● **Task prompt**
Pick out every line of the entries below where "ModelConfig" occurs, and copy those lines.

● **Given records**
= Beginning of Section =

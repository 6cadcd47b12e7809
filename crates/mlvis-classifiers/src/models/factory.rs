use crate::config::{ModelConfig, ModelType};
use crate::models::classifier_trait::ClassifierModel;
use crate::models::logistic::LogisticRegressionClassifier;

/// Build a boxed classifier model from a `ModelConfig`.
pub fn build_model(params: ModelConfig) -> Box<dyn ClassifierModel> {
    match params.model_type {
        ModelType::LogisticRegression { .. } => {
            Box::new(LogisticRegressionClassifier::new(params))
        }
    }
}
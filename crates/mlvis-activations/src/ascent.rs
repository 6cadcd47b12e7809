use anyhow::{bail, Context, Result};
use candle_core::{Tensor, Var};
use serde::{Deserialize, Serialize};

use crate::deprocess::deprocess_image;
use crate::model::{layer_channels, MnistCnn};
use crate::utils::logging::Progress;

const GRAD_EPSILON: f64 = 1e-5;

/// Gradient-ascent schedule used to maximize a single filter's activation.
#[derive(Debug, Clone, Copy, Serialize, Deserialize, PartialEq)]
#[serde(default)]
pub struct GradientAscent {
    pub steps: usize,
    pub step_size: f64,
}

impl Default for GradientAscent {
    fn default() -> Self {
        Self {
            steps: 20,
            step_size: 5.0,
        }
    }
}

/// Deprocessed result of maximizing one filter.
#[derive(Debug, Clone)]
pub struct FilterImage {
    pub filter_index: usize,
    /// Mean activation of the filter after the last step.
    pub activation: f32,
    pub width: usize,
    pub height: usize,
    /// Row-major 8-bit grayscale pixels.
    pub pixels: Vec<u8>,
}

impl GradientAscent {
    /// Run gradient ascent on a copy of `input` so that the mean activation
    /// of `filter_index` in `layer_name` grows. Returns the raw image tensor
    /// and the final mean activation.
    ///
    /// The network runs in evaluation mode and its weights are never updated.
    pub fn maximize_filter(
        &self,
        model: &MnistCnn,
        input: &Tensor,
        layer_name: &str,
        filter_index: usize,
    ) -> Result<(Tensor, f32)> {
        let channels = layer_channels(layer_name)?;
        if filter_index >= channels {
            bail!(
                "filter index {} is out of range for layer {} with {} filters",
                filter_index,
                layer_name,
                channels
            );
        }

        let img = Var::from_tensor(input)?;
        let mut activation = 0f32;
        for step in 0..self.steps {
            let out = model.layer_output(img.as_tensor(), layer_name, false)?;
            let loss = out.narrow(1, filter_index, 1)?.mean_all()?;
            activation = loss.to_scalar::<f32>()?;

            let grads = loss.backward()?;
            let grad = grads
                .get(img.as_tensor())
                .context("no gradient flowed back to the input image")?;
            let rms = grad.sqr()?.mean_all()?.sqrt()?.affine(1.0, GRAD_EPSILON)?;
            let grad = grad.broadcast_div(&rms)?;
            img.set(&(img.as_tensor() + grad.affine(self.step_size, 0.0)?)?)?;

            log::trace!(
                "[{}] filter {} step {}: mean activation {:.6}",
                layer_name,
                filter_index,
                step,
                activation
            );
        }

        Ok((img.as_tensor().detach(), activation))
    }

    /// Maximize every filter of `layer_name` and deprocess the results.
    pub fn visualize_layer(
        &self,
        model: &MnistCnn,
        input: &Tensor,
        layer_name: &str,
    ) -> Result<Vec<FilterImage>> {
        let channels = layer_channels(layer_name)?;
        let dims = input.dims4().context("input image must be a (1, 1, h, w) tensor")?;
        let (height, width) = (dims.2, dims.3);

        log::info!(
            "Running {} gradient ascent steps for each of the {} filters of {}",
            self.steps,
            channels,
            layer_name
        );

        let mut progress = Progress::new(channels, &format!("[ascent] {}", layer_name));
        let mut images = Vec::with_capacity(channels);
        for filter_index in 0..channels {
            let (raw, activation) = self.maximize_filter(model, input, layer_name, filter_index)?;
            let values = raw.flatten_all()?.to_vec1::<f32>()?;
            let pixels = deprocess_image(&values)
                .with_context(|| format!("Failed to deprocess filter {}", filter_index))?;
            log::debug!("filter {}: mean activation {:.6}", filter_index, activation);
            images.push(FilterImage {
                filter_index,
                activation,
                width,
                height,
                pixels,
            });
            progress.inc();
        }
        progress.finish();

        Ok(images)
    }
}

= End of Section =

● **Exercise output**
use crate::config::{ModelConfig, ModelType};
/// Build a boxed classifier model from a `ModelConfig`.
pub fn build_model(params: ModelConfig) -> Box<dyn ClassifierModel> {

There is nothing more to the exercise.